> **Dataset content**
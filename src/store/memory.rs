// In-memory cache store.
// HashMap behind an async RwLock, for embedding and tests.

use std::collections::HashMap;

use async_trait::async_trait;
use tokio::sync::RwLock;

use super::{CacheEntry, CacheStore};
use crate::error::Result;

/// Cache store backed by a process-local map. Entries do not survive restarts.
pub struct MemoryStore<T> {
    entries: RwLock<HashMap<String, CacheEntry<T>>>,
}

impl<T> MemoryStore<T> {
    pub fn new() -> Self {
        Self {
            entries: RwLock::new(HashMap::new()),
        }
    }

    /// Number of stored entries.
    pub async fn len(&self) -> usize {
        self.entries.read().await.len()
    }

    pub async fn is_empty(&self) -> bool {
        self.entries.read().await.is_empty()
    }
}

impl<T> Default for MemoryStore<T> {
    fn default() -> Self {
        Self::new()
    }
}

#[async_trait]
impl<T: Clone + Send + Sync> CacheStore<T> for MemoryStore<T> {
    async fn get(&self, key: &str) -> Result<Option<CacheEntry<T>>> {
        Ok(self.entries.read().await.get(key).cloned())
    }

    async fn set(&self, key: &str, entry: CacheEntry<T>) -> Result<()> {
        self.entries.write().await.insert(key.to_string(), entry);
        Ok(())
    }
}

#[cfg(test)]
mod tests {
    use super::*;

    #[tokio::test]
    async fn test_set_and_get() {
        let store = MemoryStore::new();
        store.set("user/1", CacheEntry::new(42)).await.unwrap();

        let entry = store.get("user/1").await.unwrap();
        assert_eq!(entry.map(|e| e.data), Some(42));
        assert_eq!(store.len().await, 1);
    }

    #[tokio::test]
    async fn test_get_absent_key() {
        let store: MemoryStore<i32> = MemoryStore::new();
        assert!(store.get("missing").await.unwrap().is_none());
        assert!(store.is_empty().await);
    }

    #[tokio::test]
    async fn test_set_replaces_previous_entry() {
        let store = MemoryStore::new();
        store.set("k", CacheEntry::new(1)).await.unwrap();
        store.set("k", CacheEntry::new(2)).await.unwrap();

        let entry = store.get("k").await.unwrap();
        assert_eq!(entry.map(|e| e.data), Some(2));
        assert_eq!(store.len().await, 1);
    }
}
--
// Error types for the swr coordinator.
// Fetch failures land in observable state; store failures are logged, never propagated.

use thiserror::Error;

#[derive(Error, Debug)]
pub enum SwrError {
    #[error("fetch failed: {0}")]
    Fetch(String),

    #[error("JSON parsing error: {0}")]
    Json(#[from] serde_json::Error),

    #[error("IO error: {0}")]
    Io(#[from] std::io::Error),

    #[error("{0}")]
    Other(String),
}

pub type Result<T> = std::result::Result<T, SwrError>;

> **Aim of the task**
In your answer, include only the lines above starting at the line that holds "filename src/store/memory.rs" and ending at the line that holds "pub struct MemoryStore<T>", copied exactly.

> **Output of the exercise**
filename src/store/memory.rs
// In-memory cache store.
// HashMap behind an async RwLock, for embedding and tests.

use std::collections::HashMap;

use async_trait::async_trait;
use tokio::sync::RwLock;

use super::{CacheEntry, CacheStore};
use crate::error::Result;

/// Cache store backed by a process-local map. Entries do not survive restarts.
pub struct MemoryStore<T> {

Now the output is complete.